Topresultate wichtig fürs Team

Anschließend konnte sich der Oberbayer im Schatten des bisherigen Vorspringers Severin Freund nach und nach in die Weltspitze zurückkämpfen und schlägt ausgerechnet zu dem Zeitpunkt zu, an dem sein Teamkollege schwächelt (siehe Info). „Vom deutschen Team wird erwartet, dass Top-Resultate kommen, und wenn er die abhaken kann, dann ist hinten mehr Ruhe drin“, sieht Freund, gestern mit erneut enttäuschenden 128,5 und 131,5 m 21. des Klassements, den Wert von Eisenbichlers Ergebnissen fürs Team.

In einem hochklassigen Neujahrsspringen schaltete Eisenbichler, der erstmalig als Qualifikationssieger und damit mit Startnummer 1 als Letzter der K.o.-Runde vom Balken startete, den Polen Kamil Stoch aus. „Beim Absprung hab ich aber ein paar Meter verschenkt“, sagte der Deutsche gewohnt selbstkritisch, fügte aber hinzu: „Dafür habe ich beim Fliegen wieder einiges gutgemacht.“ Bundestrainer Werner Schuster fand an Eisenbichlers Auftreten „nichts, worüber ich mich ärgern könnte, zumal er vor zwei Jahren hier in Garmisch noch aus der Tournee ausgeschieden ist“. Das dürfe man nie vergessen.

Der in Hinterzarten lebende Stepahn Leyhe erreichte mit Rang acht seine bislang beste Tourneeplatzierung. „Das ist ein Meilenstein für mich“, sagte der rundum zufriedene Wahl-Schwarzwälder hinterher. Ein 13. Platz von Andreas Wellinger und ein 15. Rang von Richard Freitag rundeten das insgesamt zufriedenstellende Ergebnis der Deutschen beim Neujahrsspringen ab. „Wir sind gut bei der Musik dabei, wenn auch das herausragende Ergebnis bisher gefehlt hat“, sagte Bundestrainer Werner Schuster.

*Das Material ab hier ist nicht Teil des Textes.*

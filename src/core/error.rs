//! Error types for training, reproduction and provenance diffing

use std::fmt;
use thiserror::Error;

/// Which aspect of a reproduced model diverged from the original
#[derive(Debug, Clone, PartialEq, Eq)]
pub enum ValidationKind {
    /// No original model was supplied to validate against
    MissingModel,
    /// The feature maps have a different number of features
    FeatureMapSize { original: usize, reproduced: usize },
    /// The feature at `index` renders differently in the two models
    FeatureIdentity { index: usize },
    /// The label domains differ
    OutputDomain,
}

impl fmt::Display for ValidationKind {
    fn fmt(&self, f: &mut fmt::Formatter<'_>) -> fmt::Result {
        match self {
            ValidationKind::MissingModel => write!(f, "missing-model"),
            ValidationKind::FeatureMapSize {
                original,
                reproduced,
            } => write!(
                f,
                "feature-map-size (original {original}, reproduced {reproduced})"
            ),
            ValidationKind::FeatureIdentity { index } => {
                write!(f, "feature-identity (index {index})")
            }
            ValidationKind::OutputDomain => write!(f, "output-domain"),
        }
    }
}

#[derive(Error, Debug)]
pub enum ReproError {
    #[error("Invalid parameter: {0}")]
    InvalidParameter(String),

    #[error("Invalid dataset: {0}")]
    InvalidDataset(String),

    #[error("Invalid label: expected -1 or +1, got {0}")]
    InvalidLabel(f64),

    #[error("Empty dataset")]
    EmptyDataset,

    #[error("IO error: {0}")]
    IoError(#[from] std::io::Error),

    #[error("Parse error: {0}")]
    ParseError(String),

    #[error("Serialization error: {0}")]
    SerializationError(String),

    #[error("Extraction error at '{path}': {message}")]
    Extraction { path: String, message: String },

    #[error("Trainer recovery failed: {0}")]
    TrainerRecovery(String),

    #[error("Dataset recovery failed: {0}")]
    DatasetRecovery(String),

    #[error("Reconstruction of component '{component}' failed: {message}")]
    Reconstruction { component: String, message: String },

    #[error("Reproduced model failed validation: {kind}")]
    Validation { kind: ValidationKind },

    #[error("Unsupported diff at '{path}': {message}")]
    UnsupportedDiff { path: String, message: String },
}

impl ReproError {
    pub(crate) fn reconstruction(component: &str, message: impl Into<String>) -> Self {
        ReproError::Reconstruction {
            component: component.to_string(),
            message: message.into(),
        }
    }
}

pub type Result<T> = std::result::Result<T, ReproError>;
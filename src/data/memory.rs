//! In-memory data source

use crate::core::{DataSource, Sample};
use crate::provenance::{ObjectKind, ObjectProvenance};

/// Samples held in memory
///
/// The provenance records only what the data looked like, so a model trained on it
/// cannot be reproduced.
#[derive(Debug, Clone)]
pub struct InMemorySource {
    feature_names: Vec<String>,
    samples: Vec<Sample>,
    description: String,
}

impl InMemorySource {
    pub const CLASS_NAME: &'static str = "InMemorySource";

    pub fn new(feature_names: Vec<String>, samples: Vec<Sample>) -> Self {
        Self {
            feature_names,
            samples,
            description: String::new(),
        }
    }

    /// Attach a free-form description to the provenance
    pub fn with_description(mut self, description: impl Into<String>) -> Self {
        self.description = description.into();
        self
    }
}

impl DataSource for InMemorySource {
    fn samples(&self) -> &[Sample] {
        &self.samples
    }

    fn feature_names(&self) -> &[String] {
        &self.feature_names
    }

    fn provenance(&self) -> ObjectProvenance {
        ObjectProvenance::non_configurable(ObjectKind::DataSource, Self::CLASS_NAME)
            .with_instance("description", self.description.as_str())
            .with_instance("num-examples", self.samples.len() as i64)
    }
}
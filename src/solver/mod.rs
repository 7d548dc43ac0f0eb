//! SVM solver implementations
//!
//! The trainer solves the SVM dual with a Sequential Minimal Optimization (SMO) solver
//! whose second-variable choice is driven by the trainer's seeded RNG.

pub mod smo;

pub use self::smo::SmoSolver;
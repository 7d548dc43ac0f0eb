//! SVM training with provenance capture and replay
//!
//! Every trained [`Model`] carries a [`ModelProvenance`] recording the trainer configuration,
//! its RNG invocation count and the data the model was trained on. A [`Reproducer`] rebuilds
//! and retrains that pipeline from the provenance alone, and [`diff_provenance`] reports how
//! two provenance trees differ.

pub mod cache;
pub mod core;
pub mod data;
pub mod evaluation;
pub mod kernel;
pub mod model;
pub mod persistence;
pub mod provenance;
pub mod registry;
pub mod repro;
pub mod solver;
pub mod trainer;

// Re-export main types for convenience
pub use crate::core::error::*;
pub use crate::core::traits::*;
pub use crate::core::types::*;
pub use crate::data::{
    CSVSource, InMemorySource, LibSVMSource, MinimumCardinalityDataset, MutableDataset,
    SplitDataSource, TrainTestSplitter,
};
pub use crate::evaluation::{evaluate, EvaluationMetrics};
pub use crate::kernel::{Kernel, KernelSpec};
pub use crate::model::Model;
pub use crate::persistence::{load_model, save_model};
pub use crate::provenance::{diff_provenance, ModelProvenance, ObjectProvenance};
pub use crate::registry::{Catalog, ConfigurationManager};
pub use crate::repro::{ReproState, Reproducer};
pub use crate::trainer::SvmTrainer;

// Version info
pub const VERSION: &str = env!("CARGO_PKG_VERSION");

In der Tournee-Gesamtwertung zeichnet sich vorerst ein enger Zweikampf zwischen Stoch (591,2 Punkte) und Kraft (590,4) ab, gefolgt von Tande (584,6) und dann schon Eisenbichler als Vierter mit 572,0 Zählern knapp vor dem zweiten Polen, Piotr Zyla (570,0). „Da gibt es noch eine Menge Athleten, die die Tournee gewinnen können. Da kann ein schlechter oder auch ein besonders guter Tag eines Springers das Blatt noch wenden“, meinte der Pole Stoch und erntete breites Kopfnicken von seinen Verfolgern.

Fest steht jedoch, dass Eisenbichler weiter im Konzert der Großen mitmischt und beim dritten Springen am Dienstag und Mittwoch in Innsbruck (jeweils 14 Uhr/ARD und Eurosport) erneut ein heißer Kandidat aufs Podest ist. Er hätte es sich auf jeden Fall hart erarbeitet.